Every line from the start of the records below to the line containing "pub struct InMemoryStore" should be retyped exactly, that line included, and no others.

----- Data

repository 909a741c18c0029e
//! In-memory key-value store.

use std::collections::HashMap;

use async_trait::async_trait;
use tokio::sync::RwLock;

use crate::infrastructure::ports::{KeyValueStore, StoreError};

/// Process-local store. Used in tests and when no durable medium is wanted.
#[derive(Default)]
pub struct InMemoryStore {
    entries: RwLock<HashMap<String, Vec<u8>>>,
}

impl InMemoryStore {
    pub fn new() -> Self {
        Self::default()
    }

    /// Stored keys, sorted.
    pub async fn keys(&self) -> Vec<String> {
        let mut keys: Vec<String> = self.entries.read().await.keys().cloned().collect();
        keys.sort();
        keys
    }
}

#[async_trait]
impl KeyValueStore for InMemoryStore {
    async fn get(&self, key: &str) -> Result<Option<Vec<u8>>, StoreError> {
        Ok(self.entries.read().await.get(key).cloned())
    }

    async fn set(&self, key: &str, value: Vec<u8>) -> Result<(), StoreError> {
        self.entries.write().await.insert(key.to_string(), value);
        Ok(())
    }

    async fn delete(&self, key: &str) -> Result<(), StoreError> {
        self.entries.write().await.remove(key);
        Ok(())
    }
}
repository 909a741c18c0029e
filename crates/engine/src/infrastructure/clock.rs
//! Clock implementations.

use crate::infrastructure::ports::ClockPort;
use chrono::{DateTime, Utc};

/// System clock - uses real time.
pub struct SystemClock;

impl SystemClock {
    pub fn new() -> Self {
        Self
    }
}

impl Default for SystemClock {
    fn default() -> Self {
        Self::new()
    }
}

impl ClockPort for SystemClock {
    fn now(&self) -> DateTime<Utc> {
        Utc::now()
    }
}

/// Fixed clock for testing.
#[cfg(test)]
pub struct FixedClock(pub DateTime<Utc>);

#[cfg(test)]
impl ClockPort for FixedClock {
    fn now(&self) -> DateTime<Utc> {
        self.0
    }
}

----------

Written response –
repository 909a741c18c0029e
//! In-memory key-value store.

use std::collections::HashMap;

use async_trait::async_trait;
use tokio::sync::RwLock;

use crate::infrastructure::ports::{KeyValueStore, StoreError};

/// Process-local store. Used in tests and when no durable medium is wanted.
#[derive(Default)]
pub struct InMemoryStore {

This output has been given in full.